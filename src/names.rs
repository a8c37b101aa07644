use crate::constants::*;
use crate::store::SnapshotStore;
use smallvec::SmallVec;
use std::collections::HashMap;
use std::sync::{Arc, Mutex};

/// Flatten a concatenated string into its display name.
///
/// The rope is walked left to right with an explicit stack, so arbitrarily
/// deep ropes do not recurse. Accumulation stops at
/// [`MAX_CONS_STRING_NAME_LENGTH`] characters. Missing `first`/`second`
/// children are skipped.
pub fn cons_string_name(store: &SnapshotStore, node_index: usize) -> String {
    let layout = store.layout();
    let mut stack: SmallVec<[usize; 16]> = SmallVec::new();
    stack.push(node_index);
    let mut name = String::new();
    let mut name_len = 0;
    // Each rope node is expanded at most this many times in total, which
    // bounds the walk on malformed, cyclic input.
    let mut expansions = store.node_count();

    while name_len < MAX_CONS_STRING_NAME_LENGTH {
        let node_index = match stack.pop() {
            Some(n) => n,
            None => break,
        };
        if store.node_type(node_index) != layout.node_cons_string_type {
            for c in store.node_raw_name(node_index).chars() {
                if name_len == MAX_CONS_STRING_NAME_LENGTH {
                    break;
                }
                name.push(c);
                name_len += 1;
            }
            continue;
        }
        if expansions == 0 {
            warn!("giving up on cyclic concatenated string @{}", store.node_id(node_index));
            break;
        }
        expansions -= 1;

        let mut first = None;
        let mut second = None;
        for edge_index in store.edge_indexes(store.ordinal(node_index)) {
            if first.is_some() && second.is_some() {
                break;
            }
            if store.edge_type(edge_index) != layout.edge_internal_type {
                continue;
            }
            let edge_name = store.edge_name(edge_index);
            if edge_name.is(CONS_STRING_FIRST_EDGE) {
                first = Some(store.edge_to_node(edge_index));
            } else if edge_name.is(CONS_STRING_SECOND_EDGE) {
                second = Some(store.edge_to_node(edge_index));
            }
        }
        stack.extend(second);
        stack.extend(first);
    }
    name
}

/// Per-snapshot cache of flattened names, keyed by ordinal.
#[derive(Debug, Default)]
pub struct NameCache {
    names: Mutex<HashMap<usize, Arc<str>>>,
}

impl NameCache {
    pub fn get_or_resolve(&self, store: &SnapshotStore, node_index: usize) -> Arc<str> {
        let ordinal = store.ordinal(node_index);
        if let Some(name) = self.lock().get(&ordinal) {
            return name.clone();
        }
        // Resolve outside the lock; a racing thread computes the same value.
        let name: Arc<str> = cons_string_name(store, node_index).into();
        self.lock().entry(ordinal).or_insert(name).clone()
    }

    #[cfg(test)]
    pub fn len(&self) -> usize {
        self.lock().len()
    }

    fn lock(&self) -> std::sync::MutexGuard<'_, HashMap<usize, Arc<str>>> {
        // The map is always left consistent, so a poisoned lock is still usable.
        self.names.lock().unwrap_or_else(|e| e.into_inner())
    }
}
::::
Everything from the line with "keyed by ordinal." to the end of the listing, and only that, is to be set down exactly, line by line.

> **ANSWER FOR THIS EXERCISE**
/// Per-snapshot cache of flattened names, keyed by ordinal.
#[derive(Debug, Default)]
pub struct NameCache {
    names: Mutex<HashMap<usize, Arc<str>>>,
}

impl NameCache {
    pub fn get_or_resolve(&self, store: &SnapshotStore, node_index: usize) -> Arc<str> {
        let ordinal = store.ordinal(node_index);
        if let Some(name) = self.lock().get(&ordinal) {
            return name.clone();
        }
        // Resolve outside the lock; a racing thread computes the same value.
        let name: Arc<str> = cons_string_name(store, node_index).into();
        self.lock().entry(ordinal).or_insert(name).clone()
    }

    #[cfg(test)]
    pub fn len(&self) -> usize {
        self.lock().len()
    }

    fn lock(&self) -> std::sync::MutexGuard<'_, HashMap<usize, Arc<str>>> {
        // The map is always left consistent, so a poisoned lock is still usable.
        self.names.lock().unwrap_or_else(|e| e.into_inner())
    }
}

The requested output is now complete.